Stavo allontanando Leo. Io lo sapevo, lui lo sapeva. Non sapeva perché e non c'era modo di dirglielo. Mi sentivo sporca, impura e indegna di essere amata.
Il fatto che lui continuasse a darmi amore era qualcosa che bramavo e odiavo allo stesso tempo.
Sentii una singola lacrima scendermi lungo la guancia mentre la depressione, la confusione, l'ansia e l'odio per me stessa mi divoravano dentro.
Sapevo di dover parlare con qualcuno. Sapevo di aver bisogno di aiuto, ma questo significava anche ammettere a qualcun altro che dentro di me ero sbagliata.
Non volevo ammettere nulla di tutto ciò.

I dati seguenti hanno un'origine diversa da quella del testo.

// storefront_server/src/web/handlers/test_support.rs

//! Shared fixtures for the handler tests.

use actix_web::cookie::Cookie;
use actix_web::dev::ServiceResponse;
use actix_web::http::header;
use std::sync::Arc;
use storefront::auth::hash_password;
use storefront::models::{NewProduct, NewUserRecord, Product, User};
use storefront::Session;
use uuid::Uuid;

use crate::config::{AppConfig, DEFAULT_SESSION_COOKIE};
use crate::state::AppState;

pub use crate::web::build_app as app;
pub use storefront::store::{CatalogStore, OrderStore, UserStore};

pub const TEST_PASSWORD: &str = "pa55word!";

pub fn memory_state() -> AppState {
  AppState::in_memory(Arc::new(AppConfig::default()))
}

pub async fn stock(state: &AppState, name: &str, price: i64) -> Product {
  state
    .catalog
    .create(NewProduct {
      name: name.to_string(),
      description: format!("{} description", name),
      price,
    })
    .await
    .expect("fixture product")
}

pub async fn member(state: &AppState, username: &str, is_staff: bool) -> User {
  state
    .users
    .create(NewUserRecord {
      username: username.to_string(),
      email: format!("{}@example.com", username),
      password_hash: hash_password(TEST_PASSWORD).expect("hash"),
      is_staff,
    })
    .await
    .expect("fixture user")
}

/// A fresh session id with its cookie, already known to the session store.
pub fn anonymous_session(state: &AppState) -> (Cookie<'static>, Session) {
  let id = Uuid::new_v4().to_string();
  let session = Session::new(id.clone(), state.sessions.clone());
  (Cookie::new(DEFAULT_SESSION_COOKIE, id), session)
}

pub fn logged_in_session(state: &AppState, user: &User) -> (Cookie<'static>, Session) {
  let (_, mut session) = anonymous_session(state);
  session.login(user, Uuid::new_v4().to_string());
  let cookie = Cookie::new(DEFAULT_SESSION_COOKIE, session.id().to_string());
  (cookie, session)
}

pub fn logged_in_cookie(state: &AppState, user: &User) -> Cookie<'static> {
  logged_in_session(state, user).0
}

pub fn location<B>(res: &ServiceResponse<B>) -> String {
  res
    .headers()
    .get(header::LOCATION)
    .and_then(|v| v.to_str().ok())
    .unwrap_or_default()
    .to_string()
}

Non volevo affrontarlo. Parlarne lo avrebbe fatto sembrare più reale. E io non potevo permettere che diventasse più reale.
Mi strinsi di più le gambe; altre lacrime caddero silenziosamente mentre fissavo i bordi delle tende illuminati dalla luce del sole e mi rifiutavo di alzarmi, di tirare la tenda e di entrare nella realtà.

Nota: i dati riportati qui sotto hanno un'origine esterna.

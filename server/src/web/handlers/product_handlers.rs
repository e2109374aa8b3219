// storefront_server/src/web/handlers/product_handlers.rs

use actix_web::{web, HttpResponse};
use serde_json::json;
use storefront::catalog;
use storefront::guard::GuardChain;
use storefront::validation::{FieldErrors, ProductForm, Validated};
use storefront::MessageLevel;
use tracing::{info, instrument, warn};

use crate::errors::AppError;
use crate::state::AppState;
use crate::web::responses::{page, redirect};
use crate::web::session::Visitor;

pub const ADD_PRODUCT_PATH: &str = "/products/add";

async fn render_catalog(app_state: &AppState, visitor: &Visitor, page_name: &str) -> Result<HttpResponse, AppError> {
  let products = catalog::list_products(app_state.catalog.as_ref()).await?;
  info!("Listing {} products.", products.len());
  Ok(page(visitor, page_name, json!({ "products": products })))
}

#[instrument(name = "handler::home", skip(app_state, visitor))]
pub async fn home_handler(app_state: web::Data<AppState>, visitor: Visitor) -> Result<HttpResponse, AppError> {
  render_catalog(&app_state, &visitor, "home").await
}

#[instrument(name = "handler::list_products", skip(app_state, visitor))]
pub async fn list_products_handler(
  app_state: web::Data<AppState>,
  visitor: Visitor,
) -> Result<HttpResponse, AppError> {
  render_catalog(&app_state, &visitor, "products").await
}

#[instrument(name = "handler::product_detail", skip(app_state, visitor, path), fields(product_id = %path.as_ref()))]
pub async fn product_detail_handler(
  app_state: web::Data<AppState>,
  visitor: Visitor,
  path: web::Path<i64>,
) -> Result<HttpResponse, AppError> {
  let product_id = path.into_inner();
  let product = catalog::product_detail(app_state.catalog.as_ref(), product_id).await?;
  Ok(page(&visitor, "product_detail", json!({ "product": product })))
}

fn render_product_form(visitor: &Visitor, form: &ProductForm, errors: &FieldErrors) -> HttpResponse {
  page(visitor, "add_product", json!({ "form": form, "errors": errors }))
}

#[instrument(name = "handler::add_product_form", skip(visitor))]
pub async fn add_product_form_handler(visitor: Visitor) -> Result<HttpResponse, AppError> {
  if let Some(denied) = visitor.guard(&GuardChain::staff(), ADD_PRODUCT_PATH) {
    return Ok(denied);
  }
  Ok(render_product_form(&visitor, &ProductForm::default(), &FieldErrors::new()))
}

#[instrument(name = "handler::add_product", skip(app_state, visitor, form))]
pub async fn add_product_handler(
  app_state: web::Data<AppState>,
  visitor: Visitor,
  form: web::Form<ProductForm>,
) -> Result<HttpResponse, AppError> {
  if let Some(denied) = visitor.guard(&GuardChain::staff(), ADD_PRODUCT_PATH) {
    warn!("Add product refused for a non-staff visitor.");
    return Ok(denied);
  }

  let form = form.into_inner();
  match catalog::add_product(app_state.catalog.as_ref(), &form).await? {
    Validated::Valid(product) => {
      visitor
        .session
        .push_message(MessageLevel::Success, format!("Product \"{}\" was added.", product.name));
      Ok(redirect("/"))
    }
    Validated::Invalid(errors) => Ok(render_product_form(&visitor, &form, &errors)),
  }
}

Guardavo la luce muoversi dai bordi delle tende mentre il tempo passava. Quanto tempo? Non ne avevo idea, né mi interessava.

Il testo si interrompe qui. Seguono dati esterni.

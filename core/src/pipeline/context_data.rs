// storefront/src/pipeline/context_data.rs

use parking_lot::{RwLock, RwLockReadGuard, RwLockWriteGuard};
use std::sync::Arc;

/// Shared state threaded through every step of a pipeline run.
///
/// Each step handler receives its own clone; all clones point at the same
/// `parking_lot::RwLock`. Guards are blocking and MUST be dropped before any
/// `.await` suspension point.
#[derive(Debug)]
pub struct ContextData<T: Send + Sync + 'static>(Arc<RwLock<T>>);

impl<T: Send + Sync + 'static> ContextData<T> {
  pub fn new(data: T) -> Self {
    ContextData(Arc::new(RwLock::new(data)))
  }

  /// Acquires a read lock. Drop the guard before awaiting.
  pub fn read(&self) -> RwLockReadGuard<'_, T> {
    self.0.read()
  }

  /// Acquires a write lock. Drop the guard before awaiting.
  pub fn write(&self) -> RwLockWriteGuard<'_, T> {
    self.0.write()
  }
}

impl<T: Send + Sync + 'static> Clone for ContextData<T> {
  fn clone(&self) -> Self {
    ContextData(Arc::clone(&self.0))
  }
}

impl<T: Send + Sync + 'static + Default> Default for ContextData<T> {
  fn default() -> Self {
    Self::new(Default::default())
  }
}
// storefront/src/store/mod.rs

//! Persistence seams. The core only talks to these traits; the server crate
//! provides PostgreSQL implementations and `memory` provides in-process ones.

pub mod memory;

use crate::error::StoreError;
use crate::models::{NewProduct, NewUserRecord, Order, OrderId, OrderItem, OrderStatus, Product, ProductId, User, UserId};
use async_trait::async_trait;

pub type StoreResult<T> = Result<T, StoreError>;

#[async_trait]
pub trait CatalogStore: Send + Sync {
  async fn list(&self) -> StoreResult<Vec<Product>>;

  async fn find_by_id(&self, id: ProductId) -> StoreResult<Option<Product>>;

  /// One round trip for many ids. Unknown ids are simply absent from the result.
  async fn find_by_ids(&self, ids: &[ProductId]) -> StoreResult<Vec<Product>>;

  async fn create(&self, product: NewProduct) -> StoreResult<Product>;

  /// Changes the catalog price. Existing order items keep their snapshot.
  async fn update_price(&self, id: ProductId, price: i64) -> StoreResult<Product>;

  async fn remove(&self, id: ProductId) -> StoreResult<()>;
}

/// An open order-writing unit of work.
///
/// Nothing written through it is visible until `commit`. Dropping it without
/// committing discards every write.
#[async_trait]
pub trait OrderTransaction: Send {
  async fn create_order(&mut self, owner: UserId) -> StoreResult<Order>;

  async fn create_order_item(
    &mut self,
    order: &Order,
    product: &Product,
    quantity: u32,
    price: i64,
  ) -> StoreResult<OrderItem>;

  async fn commit(self: Box<Self>) -> StoreResult<()>;
}

#[async_trait]
pub trait OrderStore: Send + Sync {
  async fn begin(&self) -> StoreResult<Box<dyn OrderTransaction>>;

  /// The order with its items.
  async fn find_order(&self, id: OrderId) -> StoreResult<Option<Order>>;

  /// Newest first.
  async fn orders_for_user(&self, user: UserId) -> StoreResult<Vec<Order>>;

  async fn set_status(&self, id: OrderId, status: OrderStatus) -> StoreResult<Order>;
}

#[async_trait]
pub trait UserStore: Send + Sync {
  async fn find_by_id(&self, id: UserId) -> StoreResult<Option<User>>;

  async fn find_by_username(&self, username: &str) -> StoreResult<Option<User>>;

  /// Case-insensitive match.
  async fn find_by_email(&self, email: &str) -> StoreResult<Option<User>>;

  /// Fails with `StoreError::Conflict` when the username or email is taken.
  async fn create(&self, user: NewUserRecord) -> StoreResult<User>;

  async fn email_exists(&self, email: &str) -> StoreResult<bool> {
    Ok(self.find_by_email(email).await?.is_some())
  }

  async fn username_exists(&self, username: &str) -> StoreResult<bool> {
    Ok(self.find_by_username(username).await?.is_some())
  }
}
// tests/pipeline_tests.rs
mod common;

use common::*;
use storefront::{ContextData, Pipeline, PipelineControl, PipelineResult, ShopError};

#[tokio::test]
async fn test_pipeline_runs_steps_in_order() {
  setup_tracing();
  let mut pipeline = Pipeline::<TestContext>::new("ordered", &["step1", "step2", "step3"]);
  pipeline.on_step("step1", create_simple_handler("step1", " S1"));
  pipeline.on_step("step2", create_simple_handler("step2", " S2"));
  pipeline.on_step("step3", create_simple_handler("step3", " S3"));

  let ctx = ContextData::new(TestContext::default());
  let result = pipeline.run(ctx.clone()).await;

  assert_eq!(result.unwrap(), PipelineResult::Completed);
  let guard = ctx.read();
  assert_eq!(guard.counter, 3);
  assert_eq!(guard.message, " S1 S2 S3");
  assert_eq!(guard.steps_executed, vec!["step1", "step2", "step3"]);
}

#[tokio::test]
async fn test_pipeline_stops_on_pipeline_control_stop() {
  setup_tracing();
  let mut pipeline = Pipeline::<TestContext>::new("stopping", &["stepA", "stopStep", "stepC"]);
  pipeline.on_step("stepA", create_simple_handler("stepA", "A"));
  pipeline.on_step("stopStep", |ctx: ContextData<TestContext>| async move {
    ctx.write().steps_executed.push("stopStep".to_string());
    Ok::<PipelineControl, ShopError>(PipelineControl::Stop)
  });
  pipeline.on_step("stepC", create_simple_handler("stepC", "C"));

  let ctx = ContextData::new(TestContext::default());
  let result = pipeline.run(ctx.clone()).await;

  assert_eq!(result.unwrap(), PipelineResult::Stopped);
  let guard = ctx.read();
  assert_eq!(guard.counter, 1);
  assert_eq!(guard.steps_executed, vec!["stepA", "stopStep"]);
}

#[tokio::test]
async fn test_pipeline_propagates_handler_error() {
  setup_tracing();
  let mut pipeline = Pipeline::<TestContext>::new("failing", &["good_step", "bad_step", "another_step"]);
  pipeline.on_step("good_step", create_simple_handler("good_step", "Good"));
  pipeline.on_step("bad_step", create_failing_handler("bad_step", "I am a bad step!"));
  pipeline.on_step("another_step", create_simple_handler("another_step", "NeverRun"));

  let ctx = ContextData::new(TestContext::default());
  match pipeline.run(ctx.clone()).await {
    Err(ShopError::Internal(msg)) => assert_eq!(msg, "I am a bad step!"),
    other => panic!("Expected ShopError::Internal, got {:?}", other),
  }

  let guard = ctx.read();
  assert_eq!(guard.message, "Good");
  assert_eq!(guard.steps_executed, vec!["good_step", "bad_step"]);
}

#[tokio::test]
async fn test_step_without_handler_fails() {
  setup_tracing();
  let pipeline = Pipeline::<TestContext>::new("unwired", &["step_with_no_handler"]);

  let ctx = ContextData::new(TestContext::default());
  match pipeline.run(ctx).await {
    Err(ShopError::HandlerMissing { step_name }) => assert_eq!(step_name, "step_with_no_handler"),
    other => panic!("Expected HandlerMissing, got {:?}", other),
  }
}

#[tokio::test]
async fn test_handlers_of_one_step_run_in_registration_order() {
  setup_tracing();
  let mut pipeline = Pipeline::<TestContext>::new("multi", &["main_step"]);
  pipeline.on_step("main_step", create_simple_handler("first", "First;"));
  pipeline.on_step("main_step", create_simple_handler("second", "Second;"));

  let ctx = ContextData::new(TestContext::default());
  pipeline.run(ctx.clone()).await.unwrap();

  assert_eq!(ctx.read().message, "First;Second;");
}

#[tokio::test]
async fn test_stop_in_first_handler_skips_rest_of_step() {
  setup_tracing();
  let mut pipeline = Pipeline::<TestContext>::new("multi_stop", &["main_step", "later"]);
  pipeline.on_step("main_step", create_simple_handler("first", "First;"));
  pipeline.on_step("main_step", create_simple_handler("second", "Second;"));
  pipeline.on_step("later", create_simple_handler("later", "Later;"));

  let ctx = ContextData::new(TestContext {
    should_stop_at: Some("first".to_string()),
    ..Default::default()
  });
  assert_eq!(pipeline.run(ctx.clone()).await.unwrap(), PipelineResult::Stopped);
  assert_eq!(ctx.read().steps_executed, vec!["first"]);
}

#[test]
#[should_panic(expected = "step 'nope' not found")]
fn test_registering_unknown_step_panics() {
  let mut pipeline = Pipeline::<TestContext>::new("typo", &["real"]);
  pipeline.on_step("nope", create_simple_handler("nope", ""));
}

#[test]
fn test_context_data_clone_shares_data() {
  let original_ctx = ContextData::new(TestContext {
    counter: 1,
    ..Default::default()
  });
  let cloned_ctx = original_ctx.clone();

  {
    original_ctx.write().counter = 5;
  }
  assert_eq!(cloned_ctx.read().counter, 5);
}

Alla fine, la sensazione della mente di Leo che cercava la mia mi costrinse ad alzarmi dal letto e mi precipitai in bagno. Non gli feci sapere altro se non che ero sveglia, in piedi e sotto la doccia.
Lui non insistette oltre e lo sentii nascondere i suoi sentimenti di fronte al piccolo rifiuto che era diventato una mia abitudine costante.
A volte si allontanava dal legame che ci univa, lasciandomi quasi da sola. Ma non completamente. Dopo l'ultima volta che era successo, si rifiutava di chiuderlo completamente. E chi poteva biasimarlo?
La doccia fu veloce, giusto il tempo di pulirmi il viso e cercare di nascondere il fatto che avevo pianto.
Quando uscii, trasalii guardandomi allo specchio. Sembravo uno zombie mezzo morto.
Diedi la colpa all'ennesima notte insonne; non avevo nient'altro per giustificarmi ed era anche abbastanza vero.
Indossai della semplice biancheria intima coordinata, dei jeans e una maglietta nera e mi diressi in cucina, dove trovai gli altri camminatori dei sogni seduti intorno all'isola.
Stavano tutti chiacchierando davanti a un'abbondante colazione a buffet distribuita sul bancone della cucina.
Era una nuova abitudine che il nostro piccolo gruppo aveva iniziato quando ci eravamo praticamente trasferiti tutti a casa di Leo.
Loro non volevano tornare a casa di Pai e chi poteva biasimarli?
Erano stati trattati come animali in uno zoo del signore dei demoni e, ora che avevano avuto un piccolo assaggio di libertà e del mondo esterno, volevano sapere tutto.
Inoltre, dato che eravamo tutti maledetti da qualcosa che avrebbe potuto ucciderci nel giro di un anno, chi poteva dire loro di no?
Mi guardarono tutti, ma nessuno disse nulla. Anche Leo si voltò per guardarmi dopo aver preso un'altra bottiglia d'acqua dal frigorifero.
Il sorriso che Leo mi rivolse mi fece tremare le viscere. Non meritavo quel sorriso né l'amore nei suoi occhi. Si avvicinò a me e mi abbracciò.
Io esitai.
Lui se ne accorse, ma, invece di indietreggiare, mi abbracciò più forte e in fondo alla mia mente sentii la sua voce. "Ti amo, mia piccola strega".
Fu quasi sufficiente per farmi piangere, ma seppellii il viso nel suo petto, respirando il profumo del demone che non meritavo.
Quando finalmente raccolsi i miei sentimenti e alzai lo sguardo, la stanza si era silenziosamente svuotata, lasciando solo noi due.
Le sue dita tracciarono la mia mascella prima di sollevarmi il viso. I suoi bellissimi occhi scrutarono i miei e vidi delle ombre scure attraversarli, un accenno di preoccupazione nella sua espressione.
Mi baciò la fronte. "Sarò sempre qui".
Quelle parole mi facevano sentire al sicuro, desiderata, amata e una parte di me le odiava assolutamente.
L'unica cosa che mi impedì di mostrare l'espressione del mio viso fu il fatto che lui appoggiò il suo mento sulla mia testa e mi abbracciò.
Avrei rovinato tutto e gli avrei fatto del male. Meritava molto di più di questa persona incasinata con cui era bloccato. Dovevo solo capire come liberarlo.